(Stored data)
+ + + + + + +
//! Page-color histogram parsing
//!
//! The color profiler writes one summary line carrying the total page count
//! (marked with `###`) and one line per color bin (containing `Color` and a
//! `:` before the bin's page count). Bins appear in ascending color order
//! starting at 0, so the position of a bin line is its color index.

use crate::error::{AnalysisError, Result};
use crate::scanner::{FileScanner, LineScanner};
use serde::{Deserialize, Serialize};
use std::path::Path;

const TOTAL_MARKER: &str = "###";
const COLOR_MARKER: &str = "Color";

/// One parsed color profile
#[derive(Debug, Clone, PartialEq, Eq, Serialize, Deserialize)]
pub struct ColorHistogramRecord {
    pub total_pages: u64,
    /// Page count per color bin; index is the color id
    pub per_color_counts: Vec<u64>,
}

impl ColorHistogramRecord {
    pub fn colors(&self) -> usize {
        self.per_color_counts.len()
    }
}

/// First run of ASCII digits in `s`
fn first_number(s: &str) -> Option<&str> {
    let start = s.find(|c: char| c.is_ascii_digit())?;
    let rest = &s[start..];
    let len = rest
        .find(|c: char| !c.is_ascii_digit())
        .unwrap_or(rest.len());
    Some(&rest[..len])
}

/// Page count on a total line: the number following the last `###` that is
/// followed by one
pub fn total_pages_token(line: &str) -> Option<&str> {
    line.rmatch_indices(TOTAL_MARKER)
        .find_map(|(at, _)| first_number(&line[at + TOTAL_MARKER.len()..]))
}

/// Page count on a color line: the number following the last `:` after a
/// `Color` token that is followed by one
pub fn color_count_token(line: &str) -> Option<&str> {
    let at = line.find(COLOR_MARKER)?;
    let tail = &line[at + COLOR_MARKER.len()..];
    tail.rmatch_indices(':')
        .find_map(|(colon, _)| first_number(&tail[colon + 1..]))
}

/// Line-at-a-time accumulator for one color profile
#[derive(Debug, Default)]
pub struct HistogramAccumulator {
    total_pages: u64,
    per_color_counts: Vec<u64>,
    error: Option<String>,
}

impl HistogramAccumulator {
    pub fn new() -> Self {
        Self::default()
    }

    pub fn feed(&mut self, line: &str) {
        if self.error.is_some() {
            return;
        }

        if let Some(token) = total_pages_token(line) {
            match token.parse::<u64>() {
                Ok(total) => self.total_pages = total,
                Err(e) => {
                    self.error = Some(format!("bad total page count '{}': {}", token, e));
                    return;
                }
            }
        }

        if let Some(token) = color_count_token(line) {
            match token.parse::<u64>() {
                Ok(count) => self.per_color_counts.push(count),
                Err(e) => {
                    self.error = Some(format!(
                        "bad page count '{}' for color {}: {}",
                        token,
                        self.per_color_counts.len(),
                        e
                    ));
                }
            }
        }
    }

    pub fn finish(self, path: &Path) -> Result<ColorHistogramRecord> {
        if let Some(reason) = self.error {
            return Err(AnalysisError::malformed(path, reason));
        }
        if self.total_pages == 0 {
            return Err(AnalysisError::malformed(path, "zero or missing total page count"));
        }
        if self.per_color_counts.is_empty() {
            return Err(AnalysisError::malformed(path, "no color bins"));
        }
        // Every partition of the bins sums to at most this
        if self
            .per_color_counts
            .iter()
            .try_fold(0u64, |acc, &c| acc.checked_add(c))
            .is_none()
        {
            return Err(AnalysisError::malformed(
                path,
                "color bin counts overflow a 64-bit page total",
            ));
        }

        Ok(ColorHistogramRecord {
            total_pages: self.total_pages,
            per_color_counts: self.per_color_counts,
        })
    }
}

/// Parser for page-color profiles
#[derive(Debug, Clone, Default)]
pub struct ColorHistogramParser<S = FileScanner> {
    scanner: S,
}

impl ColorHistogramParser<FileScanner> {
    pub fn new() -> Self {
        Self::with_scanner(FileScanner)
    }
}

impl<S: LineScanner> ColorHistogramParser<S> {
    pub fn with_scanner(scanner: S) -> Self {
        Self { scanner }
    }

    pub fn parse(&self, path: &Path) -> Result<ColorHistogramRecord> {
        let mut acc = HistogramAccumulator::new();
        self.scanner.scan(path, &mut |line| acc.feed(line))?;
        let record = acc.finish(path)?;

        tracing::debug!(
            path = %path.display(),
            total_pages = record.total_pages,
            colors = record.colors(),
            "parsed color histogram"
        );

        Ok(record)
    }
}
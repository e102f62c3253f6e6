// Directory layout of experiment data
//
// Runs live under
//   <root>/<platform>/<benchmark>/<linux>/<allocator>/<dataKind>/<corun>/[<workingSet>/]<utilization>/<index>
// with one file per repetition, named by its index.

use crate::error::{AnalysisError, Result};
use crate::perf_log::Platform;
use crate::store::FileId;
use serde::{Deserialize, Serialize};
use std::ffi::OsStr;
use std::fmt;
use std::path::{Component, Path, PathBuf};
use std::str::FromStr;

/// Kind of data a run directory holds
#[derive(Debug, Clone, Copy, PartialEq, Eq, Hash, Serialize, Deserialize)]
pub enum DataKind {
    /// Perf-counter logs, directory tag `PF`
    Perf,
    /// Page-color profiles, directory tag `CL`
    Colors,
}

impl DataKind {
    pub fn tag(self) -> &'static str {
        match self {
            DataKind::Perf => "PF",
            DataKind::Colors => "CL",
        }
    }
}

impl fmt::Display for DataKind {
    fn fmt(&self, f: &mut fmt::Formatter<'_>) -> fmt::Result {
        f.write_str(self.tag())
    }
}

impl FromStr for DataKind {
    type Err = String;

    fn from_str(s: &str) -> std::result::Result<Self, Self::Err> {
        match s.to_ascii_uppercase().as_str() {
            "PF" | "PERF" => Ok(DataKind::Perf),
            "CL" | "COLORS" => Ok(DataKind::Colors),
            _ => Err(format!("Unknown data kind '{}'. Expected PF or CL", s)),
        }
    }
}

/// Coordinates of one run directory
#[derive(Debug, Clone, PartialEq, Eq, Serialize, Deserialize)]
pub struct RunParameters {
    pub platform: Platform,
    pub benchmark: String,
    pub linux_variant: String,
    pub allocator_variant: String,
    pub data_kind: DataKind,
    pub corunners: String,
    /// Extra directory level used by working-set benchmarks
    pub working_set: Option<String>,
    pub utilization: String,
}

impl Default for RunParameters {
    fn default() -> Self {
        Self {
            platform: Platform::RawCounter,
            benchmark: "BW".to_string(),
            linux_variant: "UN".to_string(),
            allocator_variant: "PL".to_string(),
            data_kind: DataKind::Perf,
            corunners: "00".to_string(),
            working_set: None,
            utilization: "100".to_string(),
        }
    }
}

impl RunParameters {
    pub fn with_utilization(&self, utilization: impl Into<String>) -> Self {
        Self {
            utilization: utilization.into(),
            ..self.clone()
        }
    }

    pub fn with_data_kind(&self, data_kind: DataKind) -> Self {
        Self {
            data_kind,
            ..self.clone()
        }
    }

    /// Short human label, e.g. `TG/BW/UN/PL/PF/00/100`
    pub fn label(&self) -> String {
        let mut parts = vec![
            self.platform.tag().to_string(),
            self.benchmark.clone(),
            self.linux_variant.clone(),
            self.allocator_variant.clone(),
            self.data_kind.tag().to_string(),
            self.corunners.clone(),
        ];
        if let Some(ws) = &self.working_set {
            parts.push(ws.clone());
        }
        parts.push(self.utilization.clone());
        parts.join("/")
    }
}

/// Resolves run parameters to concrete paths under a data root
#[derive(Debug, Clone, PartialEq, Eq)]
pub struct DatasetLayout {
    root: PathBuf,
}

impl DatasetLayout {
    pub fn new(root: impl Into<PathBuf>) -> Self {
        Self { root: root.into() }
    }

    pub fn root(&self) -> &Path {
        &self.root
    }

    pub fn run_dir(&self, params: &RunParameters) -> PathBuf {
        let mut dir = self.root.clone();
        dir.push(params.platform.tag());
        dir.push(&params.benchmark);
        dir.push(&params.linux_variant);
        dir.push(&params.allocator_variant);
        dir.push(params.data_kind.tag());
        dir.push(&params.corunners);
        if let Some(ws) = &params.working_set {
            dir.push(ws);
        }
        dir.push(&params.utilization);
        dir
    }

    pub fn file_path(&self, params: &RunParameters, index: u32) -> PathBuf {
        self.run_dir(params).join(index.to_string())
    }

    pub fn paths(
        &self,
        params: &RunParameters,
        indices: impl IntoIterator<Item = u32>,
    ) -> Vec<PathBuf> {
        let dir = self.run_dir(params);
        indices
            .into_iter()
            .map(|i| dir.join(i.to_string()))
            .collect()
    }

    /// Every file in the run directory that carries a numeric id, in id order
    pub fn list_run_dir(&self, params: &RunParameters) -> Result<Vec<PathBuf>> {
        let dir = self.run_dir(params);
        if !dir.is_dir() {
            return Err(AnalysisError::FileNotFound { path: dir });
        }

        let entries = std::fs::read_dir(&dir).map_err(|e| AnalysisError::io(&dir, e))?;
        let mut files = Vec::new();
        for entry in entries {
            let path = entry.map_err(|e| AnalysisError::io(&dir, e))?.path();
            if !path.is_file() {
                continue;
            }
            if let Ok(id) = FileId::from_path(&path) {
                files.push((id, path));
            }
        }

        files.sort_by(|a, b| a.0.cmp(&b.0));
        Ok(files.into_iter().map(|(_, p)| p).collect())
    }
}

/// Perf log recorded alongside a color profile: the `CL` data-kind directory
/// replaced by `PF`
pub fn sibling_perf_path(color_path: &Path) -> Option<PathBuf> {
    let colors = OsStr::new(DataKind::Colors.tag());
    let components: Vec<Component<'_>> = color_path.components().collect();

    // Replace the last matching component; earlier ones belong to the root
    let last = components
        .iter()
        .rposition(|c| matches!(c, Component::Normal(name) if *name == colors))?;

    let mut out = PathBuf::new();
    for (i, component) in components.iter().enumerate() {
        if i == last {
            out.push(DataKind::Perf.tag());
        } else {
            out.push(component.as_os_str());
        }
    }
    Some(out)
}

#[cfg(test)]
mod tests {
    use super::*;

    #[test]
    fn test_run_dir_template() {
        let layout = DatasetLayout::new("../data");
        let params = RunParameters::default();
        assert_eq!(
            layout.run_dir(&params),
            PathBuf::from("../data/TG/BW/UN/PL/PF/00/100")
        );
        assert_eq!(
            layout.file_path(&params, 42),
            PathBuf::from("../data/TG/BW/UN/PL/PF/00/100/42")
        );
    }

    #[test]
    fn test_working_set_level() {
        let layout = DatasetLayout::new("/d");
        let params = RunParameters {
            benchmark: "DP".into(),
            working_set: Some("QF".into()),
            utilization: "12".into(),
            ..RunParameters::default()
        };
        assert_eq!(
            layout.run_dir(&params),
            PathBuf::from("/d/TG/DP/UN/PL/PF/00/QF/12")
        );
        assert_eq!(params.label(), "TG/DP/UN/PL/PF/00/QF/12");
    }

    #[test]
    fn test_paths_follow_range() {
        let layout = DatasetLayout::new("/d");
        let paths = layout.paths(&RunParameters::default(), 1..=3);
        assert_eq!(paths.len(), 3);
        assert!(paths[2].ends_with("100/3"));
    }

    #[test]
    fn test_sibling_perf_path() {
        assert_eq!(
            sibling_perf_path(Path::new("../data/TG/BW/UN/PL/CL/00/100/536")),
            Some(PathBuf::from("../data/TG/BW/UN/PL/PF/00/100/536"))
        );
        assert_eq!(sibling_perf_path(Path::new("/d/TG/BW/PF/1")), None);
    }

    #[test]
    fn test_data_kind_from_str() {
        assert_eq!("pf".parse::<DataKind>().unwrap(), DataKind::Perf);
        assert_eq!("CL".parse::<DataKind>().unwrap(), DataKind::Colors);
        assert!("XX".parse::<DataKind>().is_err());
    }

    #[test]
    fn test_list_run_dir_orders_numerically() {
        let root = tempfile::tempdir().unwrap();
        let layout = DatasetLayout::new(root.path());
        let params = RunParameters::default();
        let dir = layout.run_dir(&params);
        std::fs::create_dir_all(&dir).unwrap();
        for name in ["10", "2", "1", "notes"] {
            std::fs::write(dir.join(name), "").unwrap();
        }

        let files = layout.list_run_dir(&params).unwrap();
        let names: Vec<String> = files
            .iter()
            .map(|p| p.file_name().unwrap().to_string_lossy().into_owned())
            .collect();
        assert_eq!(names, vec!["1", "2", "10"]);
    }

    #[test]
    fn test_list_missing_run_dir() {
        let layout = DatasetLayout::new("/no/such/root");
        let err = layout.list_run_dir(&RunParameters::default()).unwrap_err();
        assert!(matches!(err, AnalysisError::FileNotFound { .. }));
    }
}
+ + + + + + +
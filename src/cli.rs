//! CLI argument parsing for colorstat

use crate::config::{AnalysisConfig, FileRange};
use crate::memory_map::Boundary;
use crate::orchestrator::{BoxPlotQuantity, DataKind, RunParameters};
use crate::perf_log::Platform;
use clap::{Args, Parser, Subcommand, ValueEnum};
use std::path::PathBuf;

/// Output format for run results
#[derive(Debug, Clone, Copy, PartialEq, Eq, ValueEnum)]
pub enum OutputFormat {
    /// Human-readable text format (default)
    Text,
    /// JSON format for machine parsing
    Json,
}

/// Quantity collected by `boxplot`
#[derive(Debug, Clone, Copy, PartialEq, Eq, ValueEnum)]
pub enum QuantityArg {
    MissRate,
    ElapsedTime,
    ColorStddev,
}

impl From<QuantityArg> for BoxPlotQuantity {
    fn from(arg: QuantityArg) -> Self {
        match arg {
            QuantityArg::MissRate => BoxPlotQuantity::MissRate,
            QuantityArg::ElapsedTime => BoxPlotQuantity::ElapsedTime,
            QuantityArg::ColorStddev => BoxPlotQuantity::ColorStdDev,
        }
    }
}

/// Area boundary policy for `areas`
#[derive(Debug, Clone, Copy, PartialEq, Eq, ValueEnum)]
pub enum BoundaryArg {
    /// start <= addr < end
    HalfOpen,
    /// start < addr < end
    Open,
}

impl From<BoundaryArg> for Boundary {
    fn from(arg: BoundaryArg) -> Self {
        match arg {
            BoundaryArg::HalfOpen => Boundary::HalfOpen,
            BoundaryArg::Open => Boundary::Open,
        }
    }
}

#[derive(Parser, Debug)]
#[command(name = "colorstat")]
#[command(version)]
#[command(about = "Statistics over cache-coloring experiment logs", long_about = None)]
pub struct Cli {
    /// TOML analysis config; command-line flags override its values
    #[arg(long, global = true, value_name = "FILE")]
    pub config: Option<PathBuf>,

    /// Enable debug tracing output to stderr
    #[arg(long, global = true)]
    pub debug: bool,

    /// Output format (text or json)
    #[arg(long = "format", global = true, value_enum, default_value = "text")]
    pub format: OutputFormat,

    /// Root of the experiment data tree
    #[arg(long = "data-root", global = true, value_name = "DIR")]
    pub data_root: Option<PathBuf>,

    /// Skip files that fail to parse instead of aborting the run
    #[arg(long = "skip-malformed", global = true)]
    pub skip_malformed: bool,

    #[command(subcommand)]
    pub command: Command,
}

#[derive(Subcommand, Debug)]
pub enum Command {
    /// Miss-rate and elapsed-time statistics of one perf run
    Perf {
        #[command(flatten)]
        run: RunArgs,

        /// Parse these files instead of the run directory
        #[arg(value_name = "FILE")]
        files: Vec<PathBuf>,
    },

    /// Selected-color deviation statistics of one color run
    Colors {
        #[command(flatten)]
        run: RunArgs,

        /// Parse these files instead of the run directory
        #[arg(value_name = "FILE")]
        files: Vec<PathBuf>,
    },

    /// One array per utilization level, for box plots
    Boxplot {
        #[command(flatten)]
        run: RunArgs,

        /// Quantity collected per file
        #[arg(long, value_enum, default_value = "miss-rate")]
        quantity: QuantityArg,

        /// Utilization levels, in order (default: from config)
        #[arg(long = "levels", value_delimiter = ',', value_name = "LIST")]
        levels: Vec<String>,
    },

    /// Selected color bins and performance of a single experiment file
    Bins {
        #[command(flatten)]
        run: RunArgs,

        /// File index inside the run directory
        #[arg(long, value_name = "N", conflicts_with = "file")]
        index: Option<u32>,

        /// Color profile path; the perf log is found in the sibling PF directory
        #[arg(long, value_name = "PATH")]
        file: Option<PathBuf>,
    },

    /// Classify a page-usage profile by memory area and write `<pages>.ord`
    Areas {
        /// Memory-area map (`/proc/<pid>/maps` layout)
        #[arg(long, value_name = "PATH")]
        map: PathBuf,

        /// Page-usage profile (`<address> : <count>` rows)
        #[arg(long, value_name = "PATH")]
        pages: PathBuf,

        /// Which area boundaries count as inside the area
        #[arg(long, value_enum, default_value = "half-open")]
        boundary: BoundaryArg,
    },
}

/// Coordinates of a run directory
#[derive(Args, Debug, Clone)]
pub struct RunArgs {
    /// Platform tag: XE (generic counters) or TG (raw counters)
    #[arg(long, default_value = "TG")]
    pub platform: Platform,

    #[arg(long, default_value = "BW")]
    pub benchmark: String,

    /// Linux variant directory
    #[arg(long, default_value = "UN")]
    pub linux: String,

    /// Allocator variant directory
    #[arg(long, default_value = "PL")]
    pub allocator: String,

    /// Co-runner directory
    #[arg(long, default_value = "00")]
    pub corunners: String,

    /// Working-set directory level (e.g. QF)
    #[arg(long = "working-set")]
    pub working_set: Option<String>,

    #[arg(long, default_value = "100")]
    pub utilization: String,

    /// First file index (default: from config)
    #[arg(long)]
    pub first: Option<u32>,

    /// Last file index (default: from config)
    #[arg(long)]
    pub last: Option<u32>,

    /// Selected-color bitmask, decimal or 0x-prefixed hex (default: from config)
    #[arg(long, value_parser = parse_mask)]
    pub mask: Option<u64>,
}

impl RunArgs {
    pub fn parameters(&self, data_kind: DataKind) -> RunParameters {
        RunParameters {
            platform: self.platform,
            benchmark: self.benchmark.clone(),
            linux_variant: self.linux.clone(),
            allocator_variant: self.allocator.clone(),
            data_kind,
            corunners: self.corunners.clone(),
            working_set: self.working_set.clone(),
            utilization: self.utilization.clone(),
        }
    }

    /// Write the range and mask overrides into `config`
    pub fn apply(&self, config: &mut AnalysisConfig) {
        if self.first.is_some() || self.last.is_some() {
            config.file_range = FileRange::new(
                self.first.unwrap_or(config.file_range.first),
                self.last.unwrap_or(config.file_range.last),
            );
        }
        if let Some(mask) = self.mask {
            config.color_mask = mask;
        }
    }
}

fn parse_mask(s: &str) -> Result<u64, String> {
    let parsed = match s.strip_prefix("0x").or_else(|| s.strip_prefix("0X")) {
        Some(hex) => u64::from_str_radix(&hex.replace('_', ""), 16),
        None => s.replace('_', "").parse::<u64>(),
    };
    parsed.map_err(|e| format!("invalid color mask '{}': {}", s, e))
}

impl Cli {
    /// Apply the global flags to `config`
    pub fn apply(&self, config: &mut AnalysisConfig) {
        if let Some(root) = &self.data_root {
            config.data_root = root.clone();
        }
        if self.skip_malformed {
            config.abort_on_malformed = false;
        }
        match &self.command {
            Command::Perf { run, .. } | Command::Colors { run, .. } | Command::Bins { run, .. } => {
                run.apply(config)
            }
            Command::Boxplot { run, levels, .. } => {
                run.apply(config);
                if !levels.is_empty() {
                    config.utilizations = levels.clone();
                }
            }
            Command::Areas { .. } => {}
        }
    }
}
+ + + + + + +
REQUIREMENT: Using the records above, find and show each line with the string "index".

EXERCISE RESPONSE:
//! starting at 0, so the position of a bin line is its color index.
    /// Page count per color bin; index is the color id
//   <root>/<platform>/<benchmark>/<linux>/<allocator>/<dataKind>/<corun>/[<workingSet>/]<utilization>/<index>
// with one file per repetition, named by its index.
    pub fn file_path(&self, params: &RunParameters, index: u32) -> PathBuf {
        self.run_dir(params).join(index.to_string())
        /// File index inside the run directory
        index: Option<u32>,
    /// First file index (default: from config)
    /// Last file index (default: from config)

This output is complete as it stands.